*WHAT THIS TASK INVOLVES*: Go through the entries and tally the lines containing the word "AlarmRecord". Only the total is wanted.

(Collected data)

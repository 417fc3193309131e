//! Alarm wake-up registration.
//!
//! [`AlarmScheduler`] resolves an alarm's next fire time and keeps exactly
//! one pending registration per alarm id with a [`WakeScheduler`].
//! Registering again for the same id replaces the previous registration.

mod error;
mod tokio_wake;

use std::collections::HashMap;
use std::sync::atomic::{AtomicBool, AtomicUsize, Ordering};
use std::sync::{Arc, Mutex};

use chrono::{DateTime, TimeZone, Utc};
use serde::{Deserialize, Serialize};
use tracing::{debug, info};

pub use error::SchedulerError;
pub use tokio_wake::TokioWakeScheduler;

use crate::recurrence::next_fire_for;
use crate::types::{AlarmId, AlarmRecord};

/// Label carried by snoozed fires in place of the time of day.
pub const SNOOZE_LABEL: &str = "Snooze";

/// Data delivered back when a wake-up fires.
#[derive(Debug, Clone, PartialEq, Eq, Serialize, Deserialize)]
#[serde(rename_all = "camelCase")]
pub struct WakePayload {
    /// Alarm that registered the wake-up
    pub alarm_id: AlarmId,
    /// Alarm label at registration time
    pub alarm_name: String,
    /// Time label, or `Snooze` for snoozed fires
    pub label: String,
}

impl WakePayload {
    /// Payload for a regular fire of `alarm`.
    #[must_use]
    pub fn for_alarm(alarm: &AlarmRecord) -> Self {
        Self {
            alarm_id: alarm.id,
            alarm_name: alarm.alarm_name.clone(),
            label: alarm.time_label(),
        }
    }

    /// Payload for a snoozed fire.
    #[must_use]
    pub fn snooze(alarm_id: AlarmId, alarm_name: impl Into<String>) -> Self {
        Self {
            alarm_id,
            alarm_name: alarm_name.into(),
            label: SNOOZE_LABEL.to_string(),
        }
    }

    /// Returns true if this fire comes from a snooze.
    #[must_use]
    pub fn is_snooze(&self) -> bool {
        self.label == SNOOZE_LABEL
    }
}

/// External facility that fires a callback at an absolute time.
pub trait WakeScheduler: Send + Sync {
    /// Registers a one-shot wake-up for `id`, replacing any existing one.
    ///
    /// # Errors
    ///
    /// Returns an error if the registration is refused.
    fn register_one_shot(
        &self,
        id: AlarmId,
        when: DateTime<Utc>,
        payload: WakePayload,
    ) -> Result<(), SchedulerError>;

    /// Removes the registration for `id`. No-op if absent.
    fn cancel(&self, id: AlarmId);
}

// ============================================================================
// AlarmScheduler
// ============================================================================

/// Keeps one pending wake-up per alarm id.
///
/// Never mutates the alarm store; callers flip `is_active` only after
/// [`AlarmScheduler::schedule`] succeeds.
#[derive(Clone)]
pub struct AlarmScheduler {
    wake: Arc<dyn WakeScheduler>,
}

impl AlarmScheduler {
    pub fn new(wake: Arc<dyn WakeScheduler>) -> Self {
        Self { wake }
    }

    /// Registers the next occurrence of `alarm` relative to `now`.
    ///
    /// Returns the registered fire time.
    ///
    /// # Errors
    ///
    /// Returns an error if the wake-scheduler rejects the registration.
    pub fn schedule<Tz: TimeZone>(
        &self,
        alarm: &AlarmRecord,
        now: &DateTime<Tz>,
    ) -> Result<DateTime<Utc>, SchedulerError> {
        let fire_at = next_fire_for(alarm, now).with_timezone(&Utc);
        self.schedule_at(alarm.id, fire_at, WakePayload::for_alarm(alarm))?;
        info!(
            "Scheduled alarm {} ({}) for {}",
            alarm.id, alarm.alarm_name, fire_at
        );
        Ok(fire_at)
    }

    /// Registers a wake-up at an explicit instant.
    ///
    /// # Errors
    ///
    /// Returns an error if the wake-scheduler rejects the registration.
    pub fn schedule_at(
        &self,
        id: AlarmId,
        when: DateTime<Utc>,
        payload: WakePayload,
    ) -> Result<(), SchedulerError> {
        self.wake.register_one_shot(id, when, payload)
    }

    /// Cancels the pending wake-up for `id`, if any.
    pub fn cancel(&self, id: AlarmId) {
        self.wake.cancel(id);
        debug!("Cancelled wake-up for alarm {}", id);
    }
}

impl std::fmt::Debug for AlarmScheduler {
    fn fmt(&self, f: &mut std::fmt::Formatter<'_>) -> std::fmt::Result {
        f.debug_struct("AlarmScheduler").finish_non_exhaustive()
    }
}

// ============================================================================
// Mock
// ============================================================================

/// Mock wake-scheduler for testing.
#[derive(Debug, Default)]
pub struct MockWakeScheduler {
    registrations: Mutex<HashMap<AlarmId, (DateTime<Utc>, WakePayload)>>,
    register_calls: AtomicUsize,
    cancel_calls: AtomicUsize,
    should_fail: AtomicBool,
}

impl MockWakeScheduler {
    #[must_use]
    pub fn new() -> Self {
        Self::default()
    }

    pub fn set_should_fail(&self, should_fail: bool) {
        self.should_fail.store(should_fail, Ordering::SeqCst);
    }

    /// Active registration for `id`.
    #[must_use]
    pub fn registration(&self, id: AlarmId) -> Option<(DateTime<Utc>, WakePayload)> {
        self.registrations.lock().unwrap().get(&id).cloned()
    }

    #[must_use]
    pub fn is_registered(&self, id: AlarmId) -> bool {
        self.registrations.lock().unwrap().contains_key(&id)
    }

    /// Number of active registrations.
    #[must_use]
    pub fn active_count(&self) -> usize {
        self.registrations.lock().unwrap().len()
    }

    #[must_use]
    pub fn register_calls(&self) -> usize {
        self.register_calls.load(Ordering::SeqCst)
    }

    #[must_use]
    pub fn cancel_calls(&self) -> usize {
        self.cancel_calls.load(Ordering::SeqCst)
    }
}

impl WakeScheduler for MockWakeScheduler {
    fn register_one_shot(
        &self,
        id: AlarmId,
        when: DateTime<Utc>,
        payload: WakePayload,
    ) -> Result<(), SchedulerError> {
        self.register_calls.fetch_add(1, Ordering::SeqCst);
        if self.should_fail.load(Ordering::SeqCst) {
            return Err(SchedulerError::Rejected("Mock failure".to_string()));
        }
        self.registrations
            .lock()
            .unwrap()
            .insert(id, (when, payload));
        Ok(())
    }

    fn cancel(&self, id: AlarmId) {
        self.cancel_calls.fetch_add(1, Ordering::SeqCst);
        self.registrations.lock().unwrap().remove(&id);
    }
}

*WRITTEN ANSWER*: 3